TASK OBJECTIVE: A complete and exact copy of the entries below is the expected result.
——
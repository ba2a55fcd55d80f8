//! Declarative checks on a function's return value.
//!
//! A [`Checker`] pairs a [`RuleSet`] with an optional fallback handler.
//! [`Checker::wrap`] attaches it to a function without touching the
//! function's body:
//!
//! ```rust
//! use evalguard::{check, RuleSet};
//!
//! let sql_agent = check(RuleSet::new().contains("SELECT").not_contains(["DROP", "DELETE"]))
//!     .wrap(|table: &str| format!("SELECT * FROM {}", table));
//!
//! assert_eq!(sql_agent.call("users").unwrap(), "SELECT * FROM users");
//! ```
//!
//! Functions taking several arguments receive them as a tuple.

use std::fmt;
use std::sync::Arc;

use serde_json::Value;

use crate::config::{ConfigError, RuleSet};
use crate::error::ValidationError;

type Fallback<R> = Arc<dyn Fn(ValidationError) -> R + Send + Sync>;

/// Build a checker for `rules`.
pub fn check<R>(rules: RuleSet) -> Checker<R> {
    Checker::new(rules)
}

/// Build a checker for `rules`, rejecting invalid patterns and bounds up front.
pub fn try_check<R>(rules: RuleSet) -> Result<Checker<R>, ConfigError> {
    Checker::try_new(rules)
}

/// A rule set plus what to do when a result fails it.
pub struct Checker<R> {
    rules: RuleSet,
    on_fail: Option<Fallback<R>>,
}

impl<R> Checker<R> {
    /// Patterns are compiled once here. One that does not compile fails every
    /// call instead, see [`Checker::try_new`].
    pub fn new(mut rules: RuleSet) -> Self {
        rules.precompile();
        Self {
            rules,
            on_fail: None,
        }
    }

    pub fn try_new(mut rules: RuleSet) -> Result<Self, ConfigError> {
        rules.validate()?;
        rules.compile_patterns()?;
        Ok(Self::new(rules))
    }

    pub fn rules(&self) -> &RuleSet {
        &self.rules
    }

    /// Replace failing results with `handler(error)` instead of returning the error.
    pub fn on_fail<H>(mut self, handler: H) -> Self
    where
        H: Fn(ValidationError) -> R + Send + Sync + 'static,
    {
        self.on_fail = Some(Arc::new(handler));
        self
    }

    /// Evaluate the rule set against a value, ignoring any fallback.
    pub fn evaluate(&self, value: &Value) -> Result<(), ValidationError> {
        self.rules.evaluate(value)
    }

    /// Validate a produced result.
    ///
    /// Returns the result unchanged when every rule passes. On failure, the
    /// fallback's replacement if one is installed, otherwise the error.
    pub fn validate(&self, result: R) -> Result<R, ValidationError>
    where
        R: Clone + Into<Value>,
    {
        let value: Value = result.clone().into();
        match self.rules.evaluate(&value) {
            Ok(()) => Ok(result),
            Err(err) => match &self.on_fail {
                Some(handler) => {
                    tracing::warn!(
                        rule = %err.rule,
                        message = %err.message,
                        "Validation failed, using fallback result"
                    );
                    Ok(handler(err))
                }
                None => Err(err),
            },
        }
    }

    /// Call `func` and validate what it returns.
    pub fn invoke<F>(&self, func: F) -> Result<R, ValidationError>
    where
        F: FnOnce() -> R,
        R: Clone + Into<Value>,
    {
        self.validate(func())
    }

    /// Attach the checker to `func`.
    pub fn wrap<F>(self, func: F) -> Checked<F, R> {
        Checked {
            func,
            checker: self,
        }
    }
}

impl<R> Clone for Checker<R> {
    fn clone(&self) -> Self {
        Self {
            rules: self.rules.clone(),
            on_fail: self.on_fail.clone(),
        }
    }
}

impl<R> fmt::Debug for Checker<R> {
    fn fmt(&self, f: &mut fmt::Formatter<'_>) -> fmt::Result {
        f.debug_struct("Checker")
            .field("rules", &self.rules)
            .field("on_fail", &self.on_fail.is_some())
            .finish()
    }
}

/// A function whose return value is validated on every call.
pub struct Checked<F, R> {
    func: F,
    checker: Checker<R>,
}

impl<F, R> Checked<F, R> {
    /// Call the wrapped function with `args`, then validate its result.
    pub fn call<A>(&self, args: A) -> Result<R, ValidationError>
    where
        F: Fn(A) -> R,
        R: Clone + Into<Value>,
    {
        self.checker.validate((self.func)(args))
    }

    pub fn checker(&self) -> &Checker<R> {
        &self.checker
    }

    /// The unwrapped function.
    pub fn into_inner(self) -> F {
        self.func
    }
}

impl<F: Clone, R> Clone for Checked<F, R> {
    fn clone(&self) -> Self {
        Self {
            func: self.func.clone(),
            checker: self.checker.clone(),
        }
    }
}

impl<F, R> fmt::Debug for Checked<F, R> {
    fn fmt(&self, f: &mut fmt::Formatter<'_>) -> fmt::Result {
        f.debug_struct("Checked")
            .field("checker", &self.checker)
            .finish_non_exhaustive()
    }
}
——
SOLUTION TO THE EXERCISE:
repository ba2a55fcd55d80f8
//! Declarative checks on a function's return value.
//!
//! A [`Checker`] pairs a [`RuleSet`] with an optional fallback handler.
//! [`Checker::wrap`] attaches it to a function without touching the
//! function's body:
//!
//! ```rust
//! use evalguard::{check, RuleSet};
//!
//! let sql_agent = check(RuleSet::new().contains("SELECT").not_contains(["DROP", "DELETE"]))
//!     .wrap(|table: &str| format!("SELECT * FROM {}", table));
//!
//! assert_eq!(sql_agent.call("users").unwrap(), "SELECT * FROM users");
//! ```
//!
//! Functions taking several arguments receive them as a tuple.

use std::fmt;
use std::sync::Arc;

use serde_json::Value;

use crate::config::{ConfigError, RuleSet};
use crate::error::ValidationError;

type Fallback<R> = Arc<dyn Fn(ValidationError) -> R + Send + Sync>;

/// Build a checker for `rules`.
pub fn check<R>(rules: RuleSet) -> Checker<R> {
    Checker::new(rules)
}

/// Build a checker for `rules`, rejecting invalid patterns and bounds up front.
pub fn try_check<R>(rules: RuleSet) -> Result<Checker<R>, ConfigError> {
    Checker::try_new(rules)
}

/// A rule set plus what to do when a result fails it.
pub struct Checker<R> {
    rules: RuleSet,
    on_fail: Option<Fallback<R>>,
}

impl<R> Checker<R> {
    /// Patterns are compiled once here. One that does not compile fails every
    /// call instead, see [`Checker::try_new`].
    pub fn new(mut rules: RuleSet) -> Self {
        rules.precompile();
        Self {
            rules,
            on_fail: None,
        }
    }

    pub fn try_new(mut rules: RuleSet) -> Result<Self, ConfigError> {
        rules.validate()?;
        rules.compile_patterns()?;
        Ok(Self::new(rules))
    }

    pub fn rules(&self) -> &RuleSet {
        &self.rules
    }

    /// Replace failing results with `handler(error)` instead of returning the error.
    pub fn on_fail<H>(mut self, handler: H) -> Self
    where
        H: Fn(ValidationError) -> R + Send + Sync + 'static,
    {
        self.on_fail = Some(Arc::new(handler));
        self
    }

    /// Evaluate the rule set against a value, ignoring any fallback.
    pub fn evaluate(&self, value: &Value) -> Result<(), ValidationError> {
        self.rules.evaluate(value)
    }

    /// Validate a produced result.
    ///
    /// Returns the result unchanged when every rule passes. On failure, the
    /// fallback's replacement if one is installed, otherwise the error.
    pub fn validate(&self, result: R) -> Result<R, ValidationError>
    where
        R: Clone + Into<Value>,
    {
        let value: Value = result.clone().into();
        match self.rules.evaluate(&value) {
            Ok(()) => Ok(result),
            Err(err) => match &self.on_fail {
                Some(handler) => {
                    tracing::warn!(
                        rule = %err.rule,
                        message = %err.message,
                        "Validation failed, using fallback result"
                    );
                    Ok(handler(err))
                }
                None => Err(err),
            },
        }
    }

    /// Call `func` and validate what it returns.
    pub fn invoke<F>(&self, func: F) -> Result<R, ValidationError>
    where
        F: FnOnce() -> R,
        R: Clone + Into<Value>,
    {
        self.validate(func())
    }

    /// Attach the checker to `func`.
    pub fn wrap<F>(self, func: F) -> Checked<F, R> {
        Checked {
            func,
            checker: self,
        }
    }
}

impl<R> Clone for Checker<R> {
    fn clone(&self) -> Self {
        Self {
            rules: self.rules.clone(),
            on_fail: self.on_fail.clone(),
        }
    }
}

impl<R> fmt::Debug for Checker<R> {
    fn fmt(&self, f: &mut fmt::Formatter<'_>) -> fmt::Result {
        f.debug_struct("Checker")
            .field("rules", &self.rules)
            .field("on_fail", &self.on_fail.is_some())
            .finish()
    }
}

/// A function whose return value is validated on every call.
pub struct Checked<F, R> {
    func: F,
    checker: Checker<R>,
}

impl<F, R> Checked<F, R> {
    /// Call the wrapped function with `args`, then validate its result.
    pub fn call<A>(&self, args: A) -> Result<R, ValidationError>
    where
        F: Fn(A) -> R,
        R: Clone + Into<Value>,
    {
        self.checker.validate((self.func)(args))
    }

    pub fn checker(&self) -> &Checker<R> {
        &self.checker
    }

    /// The unwrapped function.
    pub fn into_inner(self) -> F {
        self.func
    }
}

impl<F: Clone, R> Clone for Checked<F, R> {
    fn clone(&self) -> Self {
        Self {
            func: self.func.clone(),
            checker: self.checker.clone(),
        }
    }
}

impl<F, R> fmt::Debug for Checked<F, R> {
    fn fmt(&self, f: &mut fmt::Formatter<'_>) -> fmt::Result {
        f.debug_struct("Checked")
            .field("checker", &self.checker)
            .finish_non_exhaustive()
    }
}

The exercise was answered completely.